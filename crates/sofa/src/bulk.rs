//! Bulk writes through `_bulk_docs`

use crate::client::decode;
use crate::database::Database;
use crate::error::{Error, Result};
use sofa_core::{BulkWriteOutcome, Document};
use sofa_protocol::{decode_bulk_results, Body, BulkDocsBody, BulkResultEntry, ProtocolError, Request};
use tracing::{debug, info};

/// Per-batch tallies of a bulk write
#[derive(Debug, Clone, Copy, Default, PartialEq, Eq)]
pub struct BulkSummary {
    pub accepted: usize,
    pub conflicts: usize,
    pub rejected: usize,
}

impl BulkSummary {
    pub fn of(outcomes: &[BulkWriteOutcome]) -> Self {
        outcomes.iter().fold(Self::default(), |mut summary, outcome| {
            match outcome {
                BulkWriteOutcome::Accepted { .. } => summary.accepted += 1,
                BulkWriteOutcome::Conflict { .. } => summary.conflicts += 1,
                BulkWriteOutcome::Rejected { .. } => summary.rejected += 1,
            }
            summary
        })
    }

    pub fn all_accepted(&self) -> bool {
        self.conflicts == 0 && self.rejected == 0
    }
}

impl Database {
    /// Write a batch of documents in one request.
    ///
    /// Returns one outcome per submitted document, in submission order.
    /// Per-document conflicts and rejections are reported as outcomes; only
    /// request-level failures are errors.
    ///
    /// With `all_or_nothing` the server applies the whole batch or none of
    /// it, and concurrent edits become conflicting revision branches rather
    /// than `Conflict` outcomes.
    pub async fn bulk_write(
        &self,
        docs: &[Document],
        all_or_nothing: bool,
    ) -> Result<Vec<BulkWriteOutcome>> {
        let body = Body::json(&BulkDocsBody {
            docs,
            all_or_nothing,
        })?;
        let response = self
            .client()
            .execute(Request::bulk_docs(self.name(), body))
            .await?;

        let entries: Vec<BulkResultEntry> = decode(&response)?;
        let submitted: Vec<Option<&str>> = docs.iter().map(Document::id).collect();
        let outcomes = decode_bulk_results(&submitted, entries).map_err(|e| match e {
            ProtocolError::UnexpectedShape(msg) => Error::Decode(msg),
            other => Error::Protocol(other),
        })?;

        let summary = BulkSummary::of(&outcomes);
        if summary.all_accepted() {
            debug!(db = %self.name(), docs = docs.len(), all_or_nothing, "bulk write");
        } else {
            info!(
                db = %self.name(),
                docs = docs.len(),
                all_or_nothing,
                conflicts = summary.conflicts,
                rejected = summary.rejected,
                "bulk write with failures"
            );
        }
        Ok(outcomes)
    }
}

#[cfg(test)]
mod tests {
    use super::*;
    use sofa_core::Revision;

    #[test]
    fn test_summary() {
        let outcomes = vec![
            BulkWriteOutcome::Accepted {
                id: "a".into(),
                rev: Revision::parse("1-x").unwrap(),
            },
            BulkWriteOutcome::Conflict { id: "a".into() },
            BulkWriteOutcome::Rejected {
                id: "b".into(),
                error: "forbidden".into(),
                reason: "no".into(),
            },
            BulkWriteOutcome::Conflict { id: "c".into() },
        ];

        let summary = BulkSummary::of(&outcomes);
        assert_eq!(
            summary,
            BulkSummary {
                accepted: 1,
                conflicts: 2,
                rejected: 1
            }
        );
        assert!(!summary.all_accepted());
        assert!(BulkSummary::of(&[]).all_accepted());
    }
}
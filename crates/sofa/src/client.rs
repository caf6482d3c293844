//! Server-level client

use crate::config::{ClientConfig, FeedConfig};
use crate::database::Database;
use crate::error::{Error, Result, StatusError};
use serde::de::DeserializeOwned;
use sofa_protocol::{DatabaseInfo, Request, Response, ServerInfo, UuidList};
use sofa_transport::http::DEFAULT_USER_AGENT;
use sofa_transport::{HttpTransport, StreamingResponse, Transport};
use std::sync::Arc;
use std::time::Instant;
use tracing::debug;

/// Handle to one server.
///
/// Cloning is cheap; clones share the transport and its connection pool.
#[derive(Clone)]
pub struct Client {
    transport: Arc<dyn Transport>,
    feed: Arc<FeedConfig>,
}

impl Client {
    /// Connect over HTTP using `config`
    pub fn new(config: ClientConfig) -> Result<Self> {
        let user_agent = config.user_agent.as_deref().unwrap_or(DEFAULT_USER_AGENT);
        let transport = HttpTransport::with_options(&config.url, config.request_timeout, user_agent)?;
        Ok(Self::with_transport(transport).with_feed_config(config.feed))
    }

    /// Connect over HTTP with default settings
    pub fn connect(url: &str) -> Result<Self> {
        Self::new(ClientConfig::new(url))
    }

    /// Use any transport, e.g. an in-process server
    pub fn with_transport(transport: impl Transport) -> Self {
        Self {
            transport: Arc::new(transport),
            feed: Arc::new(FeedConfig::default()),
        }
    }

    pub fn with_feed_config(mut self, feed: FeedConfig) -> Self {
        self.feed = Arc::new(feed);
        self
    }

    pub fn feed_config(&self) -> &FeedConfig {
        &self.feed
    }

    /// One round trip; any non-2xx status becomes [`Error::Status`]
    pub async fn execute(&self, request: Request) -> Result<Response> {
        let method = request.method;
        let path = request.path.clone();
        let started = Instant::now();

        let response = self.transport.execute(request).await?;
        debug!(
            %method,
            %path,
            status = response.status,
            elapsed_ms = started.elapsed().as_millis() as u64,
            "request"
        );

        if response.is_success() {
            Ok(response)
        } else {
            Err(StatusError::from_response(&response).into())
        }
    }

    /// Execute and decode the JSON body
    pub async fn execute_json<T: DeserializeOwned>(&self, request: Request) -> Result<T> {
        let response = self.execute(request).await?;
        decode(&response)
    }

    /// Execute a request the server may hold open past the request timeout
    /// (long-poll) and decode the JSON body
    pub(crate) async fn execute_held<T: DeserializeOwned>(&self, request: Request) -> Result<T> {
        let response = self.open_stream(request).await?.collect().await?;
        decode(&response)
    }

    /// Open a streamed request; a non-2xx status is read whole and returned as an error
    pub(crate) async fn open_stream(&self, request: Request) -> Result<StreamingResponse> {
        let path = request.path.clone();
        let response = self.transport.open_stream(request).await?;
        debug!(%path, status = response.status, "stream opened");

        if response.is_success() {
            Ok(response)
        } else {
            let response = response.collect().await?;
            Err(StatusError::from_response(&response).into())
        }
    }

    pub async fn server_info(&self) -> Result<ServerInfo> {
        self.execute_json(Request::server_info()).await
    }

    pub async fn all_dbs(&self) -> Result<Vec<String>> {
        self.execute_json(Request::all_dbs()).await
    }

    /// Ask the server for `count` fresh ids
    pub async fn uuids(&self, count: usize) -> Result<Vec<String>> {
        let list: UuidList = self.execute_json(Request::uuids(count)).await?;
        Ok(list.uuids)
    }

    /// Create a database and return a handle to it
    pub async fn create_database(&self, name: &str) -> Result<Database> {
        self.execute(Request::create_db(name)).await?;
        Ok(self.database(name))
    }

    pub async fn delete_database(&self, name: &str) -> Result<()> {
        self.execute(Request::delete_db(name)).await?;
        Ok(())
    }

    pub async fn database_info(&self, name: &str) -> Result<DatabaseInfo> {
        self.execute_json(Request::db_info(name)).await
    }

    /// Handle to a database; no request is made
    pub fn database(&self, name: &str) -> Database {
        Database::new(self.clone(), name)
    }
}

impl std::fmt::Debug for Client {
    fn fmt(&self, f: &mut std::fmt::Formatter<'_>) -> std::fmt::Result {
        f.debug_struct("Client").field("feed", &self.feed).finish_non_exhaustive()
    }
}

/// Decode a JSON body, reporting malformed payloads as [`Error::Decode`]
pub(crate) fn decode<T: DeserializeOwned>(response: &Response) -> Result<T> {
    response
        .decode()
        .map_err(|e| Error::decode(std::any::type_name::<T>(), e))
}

* * *

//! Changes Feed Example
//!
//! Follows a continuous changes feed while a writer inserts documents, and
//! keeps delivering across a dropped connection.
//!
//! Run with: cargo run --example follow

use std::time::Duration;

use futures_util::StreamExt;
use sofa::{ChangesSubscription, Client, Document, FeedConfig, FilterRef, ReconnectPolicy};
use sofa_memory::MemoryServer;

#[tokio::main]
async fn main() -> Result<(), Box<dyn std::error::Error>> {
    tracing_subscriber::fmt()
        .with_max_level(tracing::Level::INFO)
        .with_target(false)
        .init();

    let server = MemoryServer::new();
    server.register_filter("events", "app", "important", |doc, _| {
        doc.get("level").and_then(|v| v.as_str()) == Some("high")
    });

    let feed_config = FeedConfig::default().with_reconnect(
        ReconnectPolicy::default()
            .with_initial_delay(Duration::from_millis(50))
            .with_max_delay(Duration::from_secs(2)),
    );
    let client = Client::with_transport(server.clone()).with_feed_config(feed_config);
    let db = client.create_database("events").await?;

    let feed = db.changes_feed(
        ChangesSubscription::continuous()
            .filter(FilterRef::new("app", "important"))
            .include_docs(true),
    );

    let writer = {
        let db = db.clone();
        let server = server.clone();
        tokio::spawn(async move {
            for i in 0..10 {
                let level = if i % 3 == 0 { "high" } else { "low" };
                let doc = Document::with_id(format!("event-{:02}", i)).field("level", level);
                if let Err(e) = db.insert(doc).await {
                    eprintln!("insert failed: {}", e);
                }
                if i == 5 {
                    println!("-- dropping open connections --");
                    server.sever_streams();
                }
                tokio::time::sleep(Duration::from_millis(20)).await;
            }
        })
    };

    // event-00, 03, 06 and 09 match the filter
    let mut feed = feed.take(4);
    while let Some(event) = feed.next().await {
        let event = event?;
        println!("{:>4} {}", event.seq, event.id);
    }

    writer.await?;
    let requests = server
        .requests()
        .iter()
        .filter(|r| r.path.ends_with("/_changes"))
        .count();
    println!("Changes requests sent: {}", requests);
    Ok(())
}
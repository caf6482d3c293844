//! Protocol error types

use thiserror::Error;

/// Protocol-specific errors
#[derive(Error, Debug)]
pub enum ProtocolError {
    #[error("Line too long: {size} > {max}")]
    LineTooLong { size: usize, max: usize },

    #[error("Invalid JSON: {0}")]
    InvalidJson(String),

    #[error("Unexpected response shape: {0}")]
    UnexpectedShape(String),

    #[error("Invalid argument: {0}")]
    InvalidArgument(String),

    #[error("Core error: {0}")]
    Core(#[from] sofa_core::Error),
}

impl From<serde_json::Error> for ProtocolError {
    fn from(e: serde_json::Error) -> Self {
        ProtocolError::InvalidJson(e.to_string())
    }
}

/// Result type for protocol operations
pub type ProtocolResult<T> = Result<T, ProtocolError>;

==

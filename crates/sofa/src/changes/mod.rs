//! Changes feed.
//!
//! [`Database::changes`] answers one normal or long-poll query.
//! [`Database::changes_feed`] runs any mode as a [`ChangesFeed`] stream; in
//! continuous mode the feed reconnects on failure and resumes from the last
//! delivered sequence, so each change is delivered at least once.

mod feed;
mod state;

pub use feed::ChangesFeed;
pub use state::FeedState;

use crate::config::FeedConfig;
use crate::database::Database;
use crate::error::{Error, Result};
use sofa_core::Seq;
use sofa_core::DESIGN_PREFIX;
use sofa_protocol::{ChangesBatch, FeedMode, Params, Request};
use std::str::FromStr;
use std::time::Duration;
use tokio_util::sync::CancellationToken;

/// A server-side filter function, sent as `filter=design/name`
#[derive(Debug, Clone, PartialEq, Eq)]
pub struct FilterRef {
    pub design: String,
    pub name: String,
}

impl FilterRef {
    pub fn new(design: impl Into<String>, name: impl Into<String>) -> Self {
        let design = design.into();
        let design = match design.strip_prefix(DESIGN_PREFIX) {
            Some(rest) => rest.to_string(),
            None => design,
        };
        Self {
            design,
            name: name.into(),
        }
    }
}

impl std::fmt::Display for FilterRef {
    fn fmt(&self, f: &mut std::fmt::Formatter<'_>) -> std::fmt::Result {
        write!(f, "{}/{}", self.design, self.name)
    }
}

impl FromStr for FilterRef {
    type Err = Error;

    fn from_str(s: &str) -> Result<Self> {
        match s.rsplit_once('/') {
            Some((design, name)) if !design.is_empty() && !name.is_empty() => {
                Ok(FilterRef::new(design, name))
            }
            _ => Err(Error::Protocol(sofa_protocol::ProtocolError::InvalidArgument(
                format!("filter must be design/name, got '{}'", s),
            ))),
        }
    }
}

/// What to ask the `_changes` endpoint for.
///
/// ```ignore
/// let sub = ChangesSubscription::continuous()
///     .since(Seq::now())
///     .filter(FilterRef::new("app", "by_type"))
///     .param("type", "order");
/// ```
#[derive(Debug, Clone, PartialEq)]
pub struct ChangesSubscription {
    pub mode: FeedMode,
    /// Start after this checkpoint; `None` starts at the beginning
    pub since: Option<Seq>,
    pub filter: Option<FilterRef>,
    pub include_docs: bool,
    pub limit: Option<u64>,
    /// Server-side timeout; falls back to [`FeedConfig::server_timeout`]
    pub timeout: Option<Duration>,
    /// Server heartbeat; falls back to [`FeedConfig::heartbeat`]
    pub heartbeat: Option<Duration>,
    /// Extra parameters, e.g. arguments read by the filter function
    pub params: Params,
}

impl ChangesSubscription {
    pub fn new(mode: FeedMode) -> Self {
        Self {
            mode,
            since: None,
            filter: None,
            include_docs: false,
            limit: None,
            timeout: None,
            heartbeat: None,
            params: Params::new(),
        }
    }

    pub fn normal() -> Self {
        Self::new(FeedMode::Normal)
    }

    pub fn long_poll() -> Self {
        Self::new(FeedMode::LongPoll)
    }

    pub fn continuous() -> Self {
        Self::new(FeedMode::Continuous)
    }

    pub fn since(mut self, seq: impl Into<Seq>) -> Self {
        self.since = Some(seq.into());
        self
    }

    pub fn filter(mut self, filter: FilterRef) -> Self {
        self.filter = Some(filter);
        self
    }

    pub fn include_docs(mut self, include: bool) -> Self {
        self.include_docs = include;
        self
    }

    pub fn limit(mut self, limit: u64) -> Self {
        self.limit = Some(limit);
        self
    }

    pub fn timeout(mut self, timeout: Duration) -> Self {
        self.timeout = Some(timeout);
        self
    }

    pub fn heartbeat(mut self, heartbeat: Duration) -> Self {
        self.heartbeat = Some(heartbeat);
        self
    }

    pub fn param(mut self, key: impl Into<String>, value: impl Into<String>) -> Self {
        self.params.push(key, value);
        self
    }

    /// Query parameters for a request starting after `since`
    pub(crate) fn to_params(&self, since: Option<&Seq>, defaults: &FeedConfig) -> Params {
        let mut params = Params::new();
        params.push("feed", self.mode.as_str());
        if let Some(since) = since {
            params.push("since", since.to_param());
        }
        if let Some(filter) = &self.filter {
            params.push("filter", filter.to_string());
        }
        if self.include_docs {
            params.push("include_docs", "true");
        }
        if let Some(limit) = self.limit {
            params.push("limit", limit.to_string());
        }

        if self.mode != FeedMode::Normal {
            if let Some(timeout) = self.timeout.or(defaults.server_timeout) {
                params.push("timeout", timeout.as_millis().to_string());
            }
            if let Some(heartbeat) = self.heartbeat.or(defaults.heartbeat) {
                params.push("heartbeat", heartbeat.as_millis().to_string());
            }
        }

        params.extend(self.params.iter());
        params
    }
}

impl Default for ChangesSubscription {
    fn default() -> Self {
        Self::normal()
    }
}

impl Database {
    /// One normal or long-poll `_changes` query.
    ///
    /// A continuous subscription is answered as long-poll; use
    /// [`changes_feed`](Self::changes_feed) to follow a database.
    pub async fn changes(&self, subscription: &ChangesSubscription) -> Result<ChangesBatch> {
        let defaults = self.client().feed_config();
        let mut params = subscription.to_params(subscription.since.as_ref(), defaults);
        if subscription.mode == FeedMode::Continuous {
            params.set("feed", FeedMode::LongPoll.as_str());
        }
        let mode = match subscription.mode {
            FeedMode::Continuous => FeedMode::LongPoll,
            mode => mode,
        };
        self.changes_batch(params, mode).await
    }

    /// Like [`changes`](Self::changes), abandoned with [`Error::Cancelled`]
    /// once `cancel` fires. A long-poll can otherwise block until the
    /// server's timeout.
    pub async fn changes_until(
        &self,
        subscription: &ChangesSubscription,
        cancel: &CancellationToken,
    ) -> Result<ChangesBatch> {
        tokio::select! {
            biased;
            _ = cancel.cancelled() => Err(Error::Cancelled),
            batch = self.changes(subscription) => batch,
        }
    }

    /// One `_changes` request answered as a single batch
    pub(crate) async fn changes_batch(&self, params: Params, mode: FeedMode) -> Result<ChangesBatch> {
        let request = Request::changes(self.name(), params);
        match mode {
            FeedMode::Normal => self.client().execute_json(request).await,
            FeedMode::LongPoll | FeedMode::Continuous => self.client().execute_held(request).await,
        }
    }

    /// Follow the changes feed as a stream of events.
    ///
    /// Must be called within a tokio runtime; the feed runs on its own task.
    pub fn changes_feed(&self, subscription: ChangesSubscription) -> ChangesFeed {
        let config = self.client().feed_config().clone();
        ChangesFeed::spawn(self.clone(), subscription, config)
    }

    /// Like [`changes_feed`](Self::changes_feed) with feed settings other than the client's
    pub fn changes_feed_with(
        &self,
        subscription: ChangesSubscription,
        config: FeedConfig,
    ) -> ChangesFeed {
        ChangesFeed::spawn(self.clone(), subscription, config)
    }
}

EXERCISE DIRECTIONS
Copy out, in full, each line above that has the word "runs" in it.

ANSWER SPACE
//! [`Database::changes_feed`] runs any mode as a [`ChangesFeed`] stream; in
    /// Must be called within a tokio runtime; the feed runs on its own task.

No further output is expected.